Popular, the publicly listed bank with the biggest exposure to Spain’s troubled retail sector, said it would begin a plan to cut costs that it expected to generate savings of around 175 million euros ($194 million) annually from 2017.
It also said it would split its property business from the rest of its banking activity in a bid to isolate a mountain of bad loans which have weighed on the lender’s performance and hampered its attempts to recover from a deep crisis.
“Over the last month, and following the capital increase, the board has assessed the financial challenges and the difficult macroeconomic environment and has decided to open a new chapter by separating the ordinary business from our real estate activity,” said Chief Financial Officer Francisco Sancha.
“And for this new chapter, the board wanted a new structure with a new management,” he added.
Gomez, CEO since 2013, will step down immediately to be replaced on Sept. 1 by Pedro Larena, head of international retail banking at Deutsche Bank, Popular said.
Spain’s sixth-biggest bank in June finalised the 2.5 billion euro share issue to clean up its balance sheet and announced provisions of 4.7 billion euros, which it said could lead to overall losses of 2 billion euros in 2016.
After the share sale, Popular said its fully-loaded core capital ratio, a key measure of a bank’s strength, was 13.55 percent against 11.1 percent in the previous quarter.
Popular’s second-quarter net profit was just 122,000 euros, hit by bad loans and below analysts’ forecasts in a Reuters poll of 4.7 million.
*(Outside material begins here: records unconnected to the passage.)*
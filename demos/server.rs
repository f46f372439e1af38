// SPDX-License-Identifier: AGPL-3.0-or-later
//
// Copyright (C) 2025 Daniel Negri
//
// This program is free software: you can redistribute it and/or modify
// it under the terms of the GNU Affero General Public License as published by
// the Free Software Foundation, either version 3 of the License, or
// (at your option) any later version.
//
// This program is distributed in the hope that it will be useful,
// but WITHOUT ANY WARRANTY; without even the implied warranty of
// MERCHANTABILITY or FITNESS FOR A PARTICULAR PURPOSE. See the
// GNU Affero General Public License for more details.
//
// You should have received a copy of the GNU Affero General Public License
// along with this program. If not, see <https://www.gnu.org/licenses/>.

//! Simple REST API server example for the allocation engine.
//!
//! Run with: `cargo run --example server`
//!
//! The server starts with a small demo catalog (train 12951, class 3, the next three
//! days, GENERAL and TATKAL quotas).
//!
//! ## Endpoints
//!
//! - `POST /bookings` - Submit a booking (`?allow_partial=true` admits whoever fits)
//! - `GET /bookings/{id}` - Get a booking
//! - `POST /bookings/{id}/cancel` - Cancel every live passenger of a booking
//! - `POST /bookings/{id}/passengers/{pid}/cancel` - Cancel one passenger
//! - `GET /bookings/{id}/passengers/{pid}/position` - RAC or waitlist position
//! - `GET /pnr/{pnr}` - PNR enquiry
//! - `GET /inventory` - Snapshots of every opened inventory
//!
//! ## Example Usage
//!
//! ```bash
//! curl -X POST http://localhost:3000/bookings \
//!   -H "Content-Type: application/json" \
//!   -d '{"user_id": 1, "key": {"train_id": 12951, "class_id": 3,
//!        "journey_date": "2026-11-02", "quota": "GENERAL"},
//!        "from": 10, "to": 20, "total_fare": "1510.00",
//!        "passengers": [{"name": "Meera", "age": 41, "gender": "FEMALE"}]}'
//!
//! curl http://localhost:3000/pnr/4210000001
//! curl -X POST http://localhost:3000/bookings/1/passengers/1/cancel
//! ```

use axum::{
    Json, Router,
    extract::{Path, Query, State},
    http::StatusCode,
    response::{IntoResponse, Response},
    routing::{get, post},
};
use chrono::{Days, Utc};
use rail_reservation_rs::{
    Booking, BookingId, BookingRequest, BookingResult, CancellationResult, CapacityConfig,
    ClassId, Engine, EngineConfig, InMemoryCatalog, InventoryKey, InventorySnapshot,
    PassengerId, QueuePosition, Quota, ReservationError, TrainId,
};
use serde::{Deserialize, Serialize};
use std::sync::Arc;
use std::time::Duration;
use tokio::net::TcpListener;
use tokio::task::JoinHandle;
use tracing::{debug, info};
use tracing_subscriber::EnvFilter;

// === Request/Response DTOs ===

#[derive(Debug, Default, Deserialize)]
pub struct BookingOptions {
    pub allow_partial: Option<bool>,
}

/// Response body for errors.
#[derive(Debug, Serialize)]
pub struct ErrorResponse {
    pub error: String,
    pub code: String,
}

// === Application State ===

#[derive(Clone)]
pub struct AppState {
    pub engine: Arc<Engine>,
}

// === Error Handling ===

/// Wrapper for converting `ReservationError` into HTTP responses.
pub struct AppError(ReservationError);

impl From<ReservationError> for AppError {
    fn from(err: ReservationError) -> Self {
        AppError(err)
    }
}

impl IntoResponse for AppError {
    fn into_response(self) -> Response {
        let (status, code) = match &self.0 {
            ReservationError::InvalidKey => (StatusCode::BAD_REQUEST, "INVALID_KEY"),
            ReservationError::EmptyRequest => (StatusCode::BAD_REQUEST, "EMPTY_REQUEST"),
            ReservationError::InvalidPnr => (StatusCode::BAD_REQUEST, "INVALID_PNR"),
            ReservationError::NotFound => (StatusCode::NOT_FOUND, "NOT_FOUND"),
            ReservationError::AlreadyCancelled => (StatusCode::CONFLICT, "ALREADY_CANCELLED"),
            ReservationError::DuplicateInventory => (StatusCode::CONFLICT, "DUPLICATE_INVENTORY"),
            ReservationError::BookingFull => (StatusCode::UNPROCESSABLE_ENTITY, "BOOKING_FULL"),
            ReservationError::CapacityExceeded => {
                (StatusCode::UNPROCESSABLE_ENTITY, "CAPACITY_EXCEEDED")
            }
            ReservationError::TransientBusy => (StatusCode::SERVICE_UNAVAILABLE, "TRANSIENT_BUSY"),
            ReservationError::InternalConsistency(_) => {
                (StatusCode::INTERNAL_SERVER_ERROR, "INTERNAL_CONSISTENCY")
            }
        };

        (
            status,
            Json(ErrorResponse {
                error: self.0.to_string(),
                code: code.to_string(),
            }),
        )
            .into_response()
    }
}

// === Handlers ===

/// POST /bookings - Submit a booking request.
async fn create_booking(
    State(state): State<AppState>,
    Query(options): Query<BookingOptions>,
    Json(request): Json<BookingRequest>,
) -> Result<(StatusCode, Json<BookingResult>), AppError> {
    let allow_partial = options
        .allow_partial
        .unwrap_or(state.engine.config().allow_partial_default);
    let result = state.engine.submit_booking(request, allow_partial)?;
    Ok((StatusCode::CREATED, Json(result)))
}

/// GET /bookings/{id}
async fn get_booking(
    State(state): State<AppState>,
    Path(id): Path<u64>,
) -> Result<Json<Booking>, AppError> {
    let booking = state
        .engine
        .get_booking(BookingId(id))
        .ok_or(ReservationError::NotFound)?;
    Ok(Json(booking))
}

/// POST /bookings/{id}/cancel
async fn cancel_booking(
    State(state): State<AppState>,
    Path(id): Path<u64>,
) -> Result<Json<CancellationResult>, AppError> {
    Ok(Json(state.engine.cancel_booking(BookingId(id))?))
}

/// POST /bookings/{id}/passengers/{pid}/cancel
async fn cancel_passenger(
    State(state): State<AppState>,
    Path((id, pid)): Path<(u64, u64)>,
) -> Result<Json<CancellationResult>, AppError> {
    let result = state
        .engine
        .cancel_passenger(BookingId(id), PassengerId(pid))?;
    Ok(Json(result))
}

/// GET /bookings/{id}/passengers/{pid}/position
async fn queue_position(
    State(state): State<AppState>,
    Path((id, pid)): Path<(u64, u64)>,
) -> Result<Json<QueuePosition>, AppError> {
    let position = state
        .engine
        .get_queue_position(BookingId(id), PassengerId(pid))?;
    Ok(Json(position))
}

/// GET /pnr/{pnr} - PNR status enquiry.
async fn pnr_status(
    State(state): State<AppState>,
    Path(pnr): Path<String>,
) -> Result<Json<Booking>, AppError> {
    Ok(Json(state.engine.get_booking_by_pnr(&pnr)?))
}

/// GET /inventory - Snapshots of every opened inventory.
async fn list_inventory(
    State(state): State<AppState>,
) -> Result<Json<Vec<InventorySnapshot>>, AppError> {
    let snapshots = state
        .engine
        .inventories()
        .iter()
        .map(|key| state.engine.inventory_snapshot(key))
        .collect::<Result<Vec<_>, _>>()?;
    Ok(Json(snapshots))
}

// === Router ===

fn create_router(state: AppState) -> Router {
    Router::new()
        .route("/bookings", post(create_booking))
        .route("/bookings/{id}", get(get_booking))
        .route("/bookings/{id}/cancel", post(cancel_booking))
        .route("/bookings/{id}/passengers/{pid}/cancel", post(cancel_passenger))
        .route("/bookings/{id}/passengers/{pid}/position", get(queue_position))
        .route("/pnr/{pnr}", get(pnr_status))
        .route("/inventory", get(list_inventory))
        .with_state(state)
}

// === Status Events ===

/// How often the status-change outbox is emptied.
const EVENT_DRAIN_INTERVAL: Duration = Duration::from_millis(500);

/// Periodically drains the engine's status-change outbox and logs each event.
///
/// The demo has no durable store or notifier, so events are discarded once logged.
fn spawn_event_drain(engine: Arc<Engine>, every: Duration) -> JoinHandle<()> {
    tokio::spawn(async move {
        let mut ticker = tokio::time::interval(every);
        loop {
            ticker.tick().await;
            let events = engine.drain_events();
            if events.is_empty() {
                continue;
            }
            for event in &events {
                debug!(
                    booking_id = %event.booking_id,
                    passenger_id = %event.passenger_id,
                    from = ?event.from,
                    to = %event.to,
                    "status changed"
                );
            }
            info!(count = events.len(), "status events drained");
        }
    })
}

fn demo_catalog() -> Result<InMemoryCatalog, ReservationError> {
    let catalog = InMemoryCatalog::new();
    let today = Utc::now().date_naive();
    for offset in 1..=3 {
        let Some(date) = today.checked_add_days(Days::new(offset)) else {
            continue;
        };
        let general = InventoryKey::new(TrainId(12951), ClassId(3), date, Quota::General);
        let tatkal = InventoryKey::new(TrainId(12951), ClassId(3), date, Quota::Tatkal);
        catalog.register(general, CapacityConfig::new(64, 16, 100))?;
        catalog.register(tatkal, CapacityConfig::new(8, 2, 10))?;
    }
    Ok(catalog)
}

// === Main ===

#[tokio::main]
async fn main() -> Result<(), Box<dyn std::error::Error>> {
    tracing_subscriber::fmt()
        .with_env_filter(
            EnvFilter::try_from_default_env()
                .unwrap_or_else(|_| EnvFilter::new("rail_reservation_rs=info")),
        )
        .init();

    let config = EngineConfig::load(None)?;
    let engine = Arc::new(Engine::with_config(Arc::new(demo_catalog()?), config));
    spawn_event_drain(Arc::clone(&engine), EVENT_DRAIN_INTERVAL);
    let state = AppState { engine };

    let app = create_router(state);

    let listener = TcpListener::bind("127.0.0.1:3000").await?;
    info!("reservation API listening on http://127.0.0.1:3000");
    println!("Endpoints:");
    println!("  POST /bookings                                 - Submit a booking");
    println!("  GET  /bookings/{{id}}                            - Get a booking");
    println!("  POST /bookings/{{id}}/cancel                     - Cancel a booking");
    println!("  POST /bookings/{{id}}/passengers/{{pid}}/cancel    - Cancel a passenger");
    println!("  GET  /bookings/{{id}}/passengers/{{pid}}/position  - Queue position");
    println!("  GET  /pnr/{{pnr}}                                - PNR enquiry");
    println!("  GET  /inventory                                - Inventory snapshots");

    axum::serve(listener, app).await?;
    Ok(())
}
Net interest income, a measure of a lender’s earnings on loans minus deposit costs, was also slightly lower, due to increased competition for lending in Spain.
Its bad loan ratio, the highest among Spain’s mid-sized and big banks, ended June at 12.32 percent compared with 12.68 percent after the January to March period. Without the property exposure, it would stand at below 5 percent.
Shares in the bank were up 1.06 percent to 1.24 euros at 0955 GMT, underperforming domestic and European peers but roughly in line with a 1.2 percent rise of Spain’s blue-chip index Ibex.
Popular’s larger peers Caixabank and BBVA both reported strong profit growth on Friday.